KAMI FOOD TRUCK APP

UX RESEARCH, FIGMA, PROTOTYPING

OVERVIEW

Kami is a popular Korean food truck located in Drexel’s campus. Known for being one of the only Asian food trucks located in the area, the Kami food truck has created very loyal following. During a 10 week time period, our team was given the task to design a mobile ordering app concept for the food truck. Through visual observations, customer testing, interviews, and consistent alterations in correlation to the product, the final concept provides a clear concept that enhances Kami’s connection to the campus community.

THE CHALLENGE

Kami’s menu has a lot of customization; this seems like a great concept for users, however it proved to become complicated to translate into the app. Although located in the team’s campus, there were 4 members in the group with differing schedules in the span of 10 weeks.

When talking to customers, here were the primary pain points we gathered when interviewing current customers:

  1. Long wait times at peak hours

  2. Frustration from showing up to find the truck unexpectedly closed without checking their Instagram account.

  3. Very word heavy menu

FOOD TRUCK LOCAL COMPETITORS

When looking at the abundantly large amount of competitors, the intensity of the competition lessened due to the reasoning many of the users decided to order from Kami: they were the only Korean food truck in the area. Regardless, the team members noticed a trend when looking at any of the other popular trucks in the area. The ones that were doing well had clear menus with good photos, providing a faster ordering process for users.

PROCESS

TARGET AND EXTENDED AUDIENCE

Each team member conducted customer interviews covering food truck habits, preferences, and pain points. Consistency, location, and authentic Korean flavors emerged as top motivators for students, followed by Drexel employees and construction users near the campus.

During usability testing on our low and mid-fidelity prototypes, users told us the layouts needed to be simpler and easier to understand. They also wanted bigger food photos and clearer pickup time estimates. Both were important when deciding what to order. The dark color scheme in mid-fidelity threw a lot of users off as well, so we lightened it up for the final design.

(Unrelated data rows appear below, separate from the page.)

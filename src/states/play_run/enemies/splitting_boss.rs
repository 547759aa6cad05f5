//! Splitting boss ("spider")
//!
//! A large spider splits into two medium spiders on death, each of which
//! splits into two small ones. Small spiders leave nothing behind. A lineage
//! therefore never exceeds seven bodies.
//!
//! Children are spawned during the parent's death resolution, before the
//! parent is despawned, so the live count never drops to zero mid-split. The
//! phase is told about the defeat by a lineage check scheduled 0.1 s after
//! each death, once the roster reflects the new children.

use bevy::prelude::*;
use serde::{Deserialize, Serialize};
use smallvec::SmallVec;

use super::{EnemyKind, MovementPattern};
use crate::states::play_run::components::{Arena, CombatEntity, Enemy, GameRng, Hitbox, WaveEntity};
use crate::states::play_run::constants::*;
use crate::states::play_run::enemy_config::EnemyDefinitions;

#[derive(Debug, Clone, Copy, PartialEq, Eq, Hash, Serialize, Deserialize)]
pub enum BossTier {
    Large,
    Medium,
    Small,
}

impl BossTier {
    pub const ALL: [BossTier; 3] = [BossTier::Large, BossTier::Medium, BossTier::Small];

    pub fn index(self) -> usize {
        self as usize
    }

    /// The tier spawned when this one dies.
    pub fn child(self) -> Option<BossTier> {
        match self {
            BossTier::Large => Some(BossTier::Medium),
            BossTier::Medium => Some(BossTier::Small),
            BossTier::Small => None,
        }
    }
}

/// Marks a spider body and its tier.
#[derive(Component, Debug, Clone, Copy)]
pub struct SplittingBoss {
    pub tier: BossTier,
}

/// Children a dying tier leaves behind: exactly two of the next tier, or none.
pub type SplitChildren = SmallVec<[(BossTier, Vec2); 2]>;

/// Where the children of a dying spider appear.
pub fn split_children(tier: BossTier, position: Vec2, arena: &Arena, rng: &mut GameRng) -> SplitChildren {
    let mut children = SplitChildren::new();
    let Some(child) = tier.child() else {
        return children;
    };
    let bounds = arena.inset(SPLIT_SPAWN_INSET);
    for _ in 0..2 {
        let offset = Vec2::new(
            rng.random_range(-SPLIT_SPAWN_OFFSET, SPLIT_SPAWN_OFFSET),
            rng.random_range(-SPLIT_SPAWN_OFFSET, SPLIT_SPAWN_OFFSET),
        );
        children.push((child, bounds.clamp_point(position + offset)));
    }
    children
}

/// Spawn one spider body. `phase` scales the body like any phase spawn; split
/// children pass `None` and keep their tier's base stats.
pub fn spawn_tier(
    commands: &mut Commands,
    defs: &EnemyDefinitions,
    rng: &mut GameRng,
    tier: BossTier,
    position: Vec2,
    now: f32,
    phase: Option<u32>,
) -> Entity {
    let base = defs.stats(EnemyKind::SpiderBoss);
    let tier_stats = defs.tier(tier);

    let mut combat = CombatEntity::new(tier_stats.max_health, base.damage, base.invincibility);
    if let Some(phase) = phase {
        combat.apply_phase_buff(phase);
    }

    commands
        .spawn((
            WaveEntity,
            Enemy {
                kind: EnemyKind::SpiderBoss,
                speed: tier_stats.speed,
            },
            SplittingBoss { tier },
            combat,
            Hitbox::new(tier_stats.size, tier_stats.size),
            Transform::from_xyz(position.x, position.y, 0.0),
            MovementPattern::for_kind(EnemyKind::SpiderBoss, now, rng),
        ))
        .id()
}

/// Live spider bodies among `bodies`.
pub fn live_lineage<'a>(bodies: impl IntoIterator<Item = &'a CombatEntity>) -> usize {
    bodies.into_iter().filter(|c| c.is_alive()).count()
}

#[cfg(test)]
mod tests {
    use super::*;

    #[test]
    fn test_tier_chain_terminates() {
        assert_eq!(BossTier::Large.child(), Some(BossTier::Medium));
        assert_eq!(BossTier::Medium.child(), Some(BossTier::Small));
        assert_eq!(BossTier::Small.child(), None);
    }

    #[test]
    fn test_full_lineage_is_seven_bodies() {
        let arena = Arena::default();
        let mut rng = GameRng::from_seed(21);
        let mut queue = vec![(BossTier::Large, arena.center())];
        let mut bodies = 0;
        while let Some((tier, pos)) = queue.pop() {
            bodies += 1;
            let children = split_children(tier, pos, &arena, &mut rng);
            assert!(children.len() == 0 || children.len() == 2);
            queue.extend(children);
        }
        assert_eq!(bodies, 7);
    }

    #[test]
    fn test_children_stay_inside_inset_bounds() {
        let arena = Arena::default();
        let mut rng = GameRng::from_seed(8);
        let inner = arena.inset(SPLIT_SPAWN_INSET);
        for _ in 0..50 {
            for (_, pos) in split_children(BossTier::Large, Vec2::new(5.0, 5.0), &arena, &mut rng) {
                assert!(inner.contains(pos), "{:?} escaped", pos);
            }
        }
    }

    #[test]
    fn test_live_lineage_ignores_dying_bodies() {
        let alive = CombatEntity::new(750.0, 150.0, 0.3);
        let mut dying = CombatEntity::new(750.0, 150.0, 0.3);
        dying.take_damage(1000.0, 0.0);
        assert_eq!(live_lineage([&alive, &dying]), 1);
    }
}
/// Marks a hostile roster member and carries its dispatch key.
#[derive(Component, Debug, Clone, Copy)]
pub struct Enemy {
    pub kind: EnemyKind,
    /// Movement speed in px/s.
    pub speed: f32,
}

/// Static blocker placed on a grid cell.
#[derive(Component, Debug, Clone, Copy)]
pub struct Obstacle;

/// Everything that belongs to the current wave and is swept when a phase starts.
#[derive(Component, Debug, Clone, Copy)]
pub struct WaveEntity;

/// True when `point` is closer than `radius` to any obstacle centre.
pub fn blocked_by_obstacle(point: Vec2, obstacles: impl IntoIterator<Item = Vec2>, radius: f32) -> bool {
    obstacles
        .into_iter()
        .any(|obstacle| obstacle.distance(point) < radius)
}

#[cfg(test)]
mod tests {
    use super::*;

    #[test]
    fn test_damage_twice_inside_window_lands_once() {
        let mut entity = CombatEntity::new(700.0, 25.0, 0.2);
        assert_eq!(entity.take_damage(100.0, 1.0), DamageOutcome::Wounded);
        assert_eq!(entity.take_damage(100.0, 1.1), DamageOutcome::Ignored);
        assert_eq!(entity.health, 600.0);

        // Window closed
        assert_eq!(entity.take_damage(100.0, 1.2), DamageOutcome::Wounded);
        assert_eq!(entity.health, 500.0);
    }

    #[test]
    fn test_lethal_damage_clamps_and_transitions() {
        let mut entity = CombatEntity::new(100.0, 0.0, 0.2);
        assert_eq!(entity.take_damage(250.0, 0.0), DamageOutcome::Lethal);
        assert_eq!(entity.health, 0.0);
        assert_eq!(entity.life, LifeState::Dying);
        assert_eq!(entity.take_damage(10.0, 5.0), DamageOutcome::Ignored);
        entity.debug_validate();
    }

    #[test]
    fn test_malformed_damage_is_ignored() {
        let mut entity = CombatEntity::new(100.0, 0.0, 0.2);
        assert_eq!(entity.take_damage(-50.0, 0.0), DamageOutcome::Ignored);
        assert_eq!(entity.take_damage(f32::NAN, 0.0), DamageOutcome::Ignored);
        assert_eq!(entity.take_damage(f32::INFINITY, 0.0), DamageOutcome::Ignored);
        assert_eq!(entity.health, 100.0);
        // No window was opened by the ignored hits.
        assert!(!entity.is_invincible(0.0));
    }

    #[test]
    fn test_begin_removal_is_idempotent() {
        let mut entity = CombatEntity::new(100.0, 0.0, 0.2);
        entity.take_damage(100.0, 0.0);
        assert!(entity.begin_removal());
        assert!(!entity.begin_removal());
        assert_eq!(entity.life, LifeState::Dead);
    }

    #[test]
    fn test_phase_buff_scales_from_phase_two() {
        let mut entity = CombatEntity::new(700.0, 25.0, 0.2);
        entity.apply_phase_buff(1);
        assert_eq!(entity.max_health, 700.0);

        let mut entity = CombatEntity::new(700.0, 25.0, 0.2);
        entity.health = 10.0;
        entity.apply_phase_buff(4);
        assert_eq!(entity.max_health, 760.0);
        assert_eq!(entity.health, 760.0);
        assert_eq!(entity.damage, 34.0);
    }

    #[test]
    fn test_heal_caps_at_max() {
        let mut entity = CombatEntity::new(2000.0, 0.0, 1.0);
        entity.health = 1950.0;
        assert_eq!(entity.heal(100.0), 50.0);
        assert_eq!(entity.health, 2000.0);
    }

    #[test]
    fn test_hitbox_overlap() {
        let a = Hitbox::new(60.0, 80.0);
        let b = Hitbox::new(60.0, 70.0);
        assert!(a.overlaps(Vec2::new(0.0, 0.0), &b, Vec2::new(59.0, 0.0)));
        assert!(!a.overlaps(Vec2::new(0.0, 0.0), &b, Vec2::new(61.0, 0.0)));
    }

    #[test]
    fn test_arena_clamp_box_keeps_hitbox_inside() {
        let arena = Arena::default();
        let clamped = arena.clamp_box(Vec2::new(-100.0, 600.0), Vec2::new(30.0, 40.0));
        assert_eq!(clamped, Vec2::new(30.0, ARENA_SIZE - 40.0));
    }

    #[test]
    fn test_seeded_rng_is_deterministic() {
        let mut a = GameRng::from_seed(7);
        let mut b = GameRng::from_seed(7);
        for _ in 0..10 {
            assert_eq!(a.random_f32(), b.random_f32());
        }
        let picks = a.sample_indices(7, 3);
        assert_eq!(picks.len(), 3);
        assert_ne!(picks[0], picks[1]);
    }
}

This feedback shaped everything going into high-fidelity. We stripped out the unnecessary complexity, made the food the visual focus, added pickup time info to the checkout flow, and swapped the dark theme for a less dramatic, inviting color palette that matched Kami's brand.


The softer color palette was created for a less intense feel when ordering through the app concept; an easy to read typography were also consistently used to keep users from any cognitive overload. During this process, I conceptualized and sketched the mascot redesign for their mascot, which our graphic designer refined into the final cleaner logo.